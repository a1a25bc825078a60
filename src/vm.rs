//! Integer-variable bytecode VM — contract only.
//!
//! Spec §1 declares the bytecode VM that evaluates integer-variable
//! guards, invariants and statements an external collaborator; §4.4 gives
//! its contract: evaluation of a guard/invariant returns pass/fail, and
//! evaluation of a statement returns an updated valuation or failure. This
//! module is the minimal concrete realization of that contract needed to
//! drive [`crate::ta`] and the test scenarios — not the real language's
//! VM, which is out of scope.

use crate::model::{IntExpr, IntGuard, RelOp, Stmt};

/// Evaluates an [`IntExpr`] against a valuation.
pub fn eval_expr(e: &IntExpr, vals: &[i32]) -> i32 {
    match e {
        IntExpr::Const(c) => *c,
        IntExpr::Var(i) => vals[*i],
        IntExpr::Add(a, b) => eval_expr(a, vals) + eval_expr(b, vals),
        IntExpr::Sub(a, b) => eval_expr(a, vals) - eval_expr(b, vals),
    }
}

/// Evaluates an [`IntGuard`]; `false` maps to the caller's choice of
/// `*_GUARD_VIOLATED`/`*_INVARIANT_VIOLATED` status.
pub fn eval_guard(g: &IntGuard, vals: &[i32]) -> bool {
    match g {
        IntGuard::True => true,
        IntGuard::Rel(a, op, b) => {
            let (a, b) = (eval_expr(a, vals), eval_expr(b, vals));
            match op {
                RelOp::Eq => a == b,
                RelOp::Ne => a != b,
                RelOp::Lt => a < b,
                RelOp::Le => a <= b,
                RelOp::Gt => a > b,
                RelOp::Ge => a >= b,
            }
        }
        IntGuard::And(gs) => gs.iter().all(|g| eval_guard(g, vals)),
    }
}

/// Executes a [`Stmt`] against a valuation, returning the updated
/// valuation or `None` if the statement is ill-formed for this state (the
/// only current failure mode is a bound violation on the written variable,
/// mapping to `INTVARS_STATEMENT_FAILED`).
pub fn exec_stmt(s: &Stmt, vals: &[i32], bounds: &[(i32, i32)]) -> Option<Vec<i32>> {
    let mut out = vals.to_vec();
    exec_into(s, &mut out, bounds)?;
    Some(out)
}

fn exec_into(s: &Stmt, vals: &mut Vec<i32>, bounds: &[(i32, i32)]) -> Option<()> {
    match s {
        Stmt::Nop => Some(()),
        Stmt::Assign(i, e) => {
            let v = eval_expr(e, vals);
            let (min, max) = bounds[*i];
            if v < min || v > max {
                return None;
            }
            vals[*i] = v;
            Some(())
        }
        Stmt::Seq(stmts) => {
            for s in stmts {
                exec_into(s, vals, bounds)?;
            }
            Some(())
        }
    }
}

#[cfg(test)]
mod tests {
    use super::*;

    #[test]
    fn assign_out_of_bounds_fails() {
        let s = Stmt::Assign(0, IntExpr::Const(5));
        assert!(exec_stmt(&s, &[0], &[(0, 3)]).is_none());
        assert!(exec_stmt(&s, &[0], &[(0, 5)]).is_some());
    }

    #[test]
    fn guard_conjunction() {
        let g = IntGuard::And(vec![
            IntGuard::Rel(IntExpr::Var(0), RelOp::Eq, IntExpr::Const(0)),
            IntGuard::Rel(IntExpr::Var(1), RelOp::Lt, IntExpr::Const(3)),
        ]);
        assert!(eval_guard(&g, &[0, 1]));
        assert!(!eval_guard(&g, &[1, 1]));
    }
}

*****

=== What to do ===
If a line in the entries holds the string "assert", copy it.

=== Answer for the task ===
        assert!(exec_stmt(&s, &[0], &[(0, 3)]).is_none());
        assert!(exec_stmt(&s, &[0], &[(0, 5)]).is_some());
        assert!(eval_guard(&g, &[0, 1]));
        assert!(!eval_guard(&g, &[1, 1]));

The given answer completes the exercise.